Scan the material below and copy every line holding the word "before".

+ + + +

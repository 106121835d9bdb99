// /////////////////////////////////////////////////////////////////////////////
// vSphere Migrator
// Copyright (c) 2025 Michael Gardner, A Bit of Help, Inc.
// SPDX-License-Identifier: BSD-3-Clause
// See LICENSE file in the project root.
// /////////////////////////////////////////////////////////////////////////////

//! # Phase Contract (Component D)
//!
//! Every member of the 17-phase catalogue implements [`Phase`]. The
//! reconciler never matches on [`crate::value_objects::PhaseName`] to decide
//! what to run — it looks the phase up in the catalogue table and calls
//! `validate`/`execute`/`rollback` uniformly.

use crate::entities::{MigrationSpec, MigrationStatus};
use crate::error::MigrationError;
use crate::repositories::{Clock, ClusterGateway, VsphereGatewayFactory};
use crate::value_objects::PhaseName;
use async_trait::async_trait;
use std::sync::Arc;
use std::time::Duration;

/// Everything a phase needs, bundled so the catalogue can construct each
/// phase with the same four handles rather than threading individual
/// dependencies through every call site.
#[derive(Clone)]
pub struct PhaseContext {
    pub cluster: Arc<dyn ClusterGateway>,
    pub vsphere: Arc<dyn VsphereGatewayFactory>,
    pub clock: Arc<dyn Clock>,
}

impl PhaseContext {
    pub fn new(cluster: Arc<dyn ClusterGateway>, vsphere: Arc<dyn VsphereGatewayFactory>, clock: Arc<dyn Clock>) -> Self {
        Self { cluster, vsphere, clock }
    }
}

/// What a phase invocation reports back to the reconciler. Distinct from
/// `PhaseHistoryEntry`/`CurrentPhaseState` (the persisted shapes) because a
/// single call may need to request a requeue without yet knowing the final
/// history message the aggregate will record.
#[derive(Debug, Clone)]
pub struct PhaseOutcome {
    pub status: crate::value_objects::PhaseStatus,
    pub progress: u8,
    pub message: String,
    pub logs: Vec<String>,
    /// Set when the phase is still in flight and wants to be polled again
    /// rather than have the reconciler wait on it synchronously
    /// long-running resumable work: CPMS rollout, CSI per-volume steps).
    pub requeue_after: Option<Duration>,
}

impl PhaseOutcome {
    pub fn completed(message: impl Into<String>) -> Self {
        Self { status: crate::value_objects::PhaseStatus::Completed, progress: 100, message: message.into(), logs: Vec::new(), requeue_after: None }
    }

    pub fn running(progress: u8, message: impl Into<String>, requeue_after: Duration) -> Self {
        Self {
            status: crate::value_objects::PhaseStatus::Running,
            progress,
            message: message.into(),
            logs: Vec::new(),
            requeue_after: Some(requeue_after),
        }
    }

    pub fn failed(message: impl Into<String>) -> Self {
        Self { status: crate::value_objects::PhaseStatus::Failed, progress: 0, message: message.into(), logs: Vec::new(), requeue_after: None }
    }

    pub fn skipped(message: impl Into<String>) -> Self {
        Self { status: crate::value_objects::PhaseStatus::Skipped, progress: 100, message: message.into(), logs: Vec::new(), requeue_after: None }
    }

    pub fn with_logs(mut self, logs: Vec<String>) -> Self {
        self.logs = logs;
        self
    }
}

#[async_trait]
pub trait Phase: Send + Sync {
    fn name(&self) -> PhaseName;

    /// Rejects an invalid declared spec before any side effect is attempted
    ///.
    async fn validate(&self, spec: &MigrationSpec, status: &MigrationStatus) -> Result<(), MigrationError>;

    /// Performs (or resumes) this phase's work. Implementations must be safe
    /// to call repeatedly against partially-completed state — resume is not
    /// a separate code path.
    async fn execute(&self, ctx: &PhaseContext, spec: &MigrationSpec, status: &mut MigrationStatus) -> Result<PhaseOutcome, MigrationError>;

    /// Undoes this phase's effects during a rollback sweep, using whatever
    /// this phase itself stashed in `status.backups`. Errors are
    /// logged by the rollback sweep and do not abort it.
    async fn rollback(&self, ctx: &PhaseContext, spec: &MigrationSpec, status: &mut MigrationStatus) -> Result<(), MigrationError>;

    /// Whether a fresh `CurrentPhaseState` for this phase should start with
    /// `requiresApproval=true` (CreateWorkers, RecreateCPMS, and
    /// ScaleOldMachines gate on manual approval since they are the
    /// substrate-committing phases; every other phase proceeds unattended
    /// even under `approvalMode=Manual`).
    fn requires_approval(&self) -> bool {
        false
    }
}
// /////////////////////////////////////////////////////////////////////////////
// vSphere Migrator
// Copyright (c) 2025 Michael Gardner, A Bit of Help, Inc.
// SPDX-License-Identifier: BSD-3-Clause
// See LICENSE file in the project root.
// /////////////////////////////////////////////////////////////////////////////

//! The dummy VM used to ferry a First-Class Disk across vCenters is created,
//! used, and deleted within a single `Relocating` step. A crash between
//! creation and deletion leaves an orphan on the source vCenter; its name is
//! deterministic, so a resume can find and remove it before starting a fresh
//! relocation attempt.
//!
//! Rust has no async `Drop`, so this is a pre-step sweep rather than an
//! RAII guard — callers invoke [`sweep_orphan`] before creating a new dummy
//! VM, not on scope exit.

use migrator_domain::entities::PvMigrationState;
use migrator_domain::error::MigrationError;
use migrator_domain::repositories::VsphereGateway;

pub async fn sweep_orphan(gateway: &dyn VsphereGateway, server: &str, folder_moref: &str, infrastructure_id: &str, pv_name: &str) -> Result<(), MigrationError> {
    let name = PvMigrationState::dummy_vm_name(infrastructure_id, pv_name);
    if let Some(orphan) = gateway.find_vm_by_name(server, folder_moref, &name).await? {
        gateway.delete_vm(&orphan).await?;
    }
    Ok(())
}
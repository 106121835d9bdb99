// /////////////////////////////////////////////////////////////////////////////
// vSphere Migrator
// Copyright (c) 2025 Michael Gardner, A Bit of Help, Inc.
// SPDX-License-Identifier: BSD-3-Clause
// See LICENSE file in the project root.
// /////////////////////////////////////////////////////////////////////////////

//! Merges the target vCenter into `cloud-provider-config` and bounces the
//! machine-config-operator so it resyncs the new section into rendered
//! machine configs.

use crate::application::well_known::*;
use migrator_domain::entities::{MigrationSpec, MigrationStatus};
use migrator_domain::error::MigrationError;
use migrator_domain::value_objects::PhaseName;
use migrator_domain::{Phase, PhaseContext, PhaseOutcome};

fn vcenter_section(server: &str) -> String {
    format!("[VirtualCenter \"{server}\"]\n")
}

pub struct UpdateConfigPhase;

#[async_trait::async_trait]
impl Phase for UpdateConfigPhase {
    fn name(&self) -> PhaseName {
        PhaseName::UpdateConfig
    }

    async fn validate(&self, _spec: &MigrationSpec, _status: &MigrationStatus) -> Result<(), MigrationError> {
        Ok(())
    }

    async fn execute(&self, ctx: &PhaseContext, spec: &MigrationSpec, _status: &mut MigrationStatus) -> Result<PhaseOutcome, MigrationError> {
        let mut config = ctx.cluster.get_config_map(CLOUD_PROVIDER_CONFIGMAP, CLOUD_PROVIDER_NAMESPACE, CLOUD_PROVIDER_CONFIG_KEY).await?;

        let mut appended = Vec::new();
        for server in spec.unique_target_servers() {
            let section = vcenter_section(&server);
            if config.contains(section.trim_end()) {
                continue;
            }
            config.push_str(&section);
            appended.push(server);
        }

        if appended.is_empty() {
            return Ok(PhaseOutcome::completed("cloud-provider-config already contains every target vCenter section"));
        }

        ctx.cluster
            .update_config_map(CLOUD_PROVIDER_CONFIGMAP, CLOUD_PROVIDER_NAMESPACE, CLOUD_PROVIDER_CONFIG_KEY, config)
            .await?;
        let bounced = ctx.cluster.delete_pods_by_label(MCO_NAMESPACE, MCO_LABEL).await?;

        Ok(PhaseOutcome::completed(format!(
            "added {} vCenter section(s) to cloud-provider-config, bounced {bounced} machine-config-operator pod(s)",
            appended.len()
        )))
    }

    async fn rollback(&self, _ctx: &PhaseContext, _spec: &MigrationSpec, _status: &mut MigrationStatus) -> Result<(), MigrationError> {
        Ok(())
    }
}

+ + + +

» **TASK ANSWER**
    /// Rejects an invalid declared spec before any side effect is attempted
//! deterministic, so a resume can find and remove it before starting a fresh
//! RAII guard — callers invoke [`sweep_orphan`] before creating a new dummy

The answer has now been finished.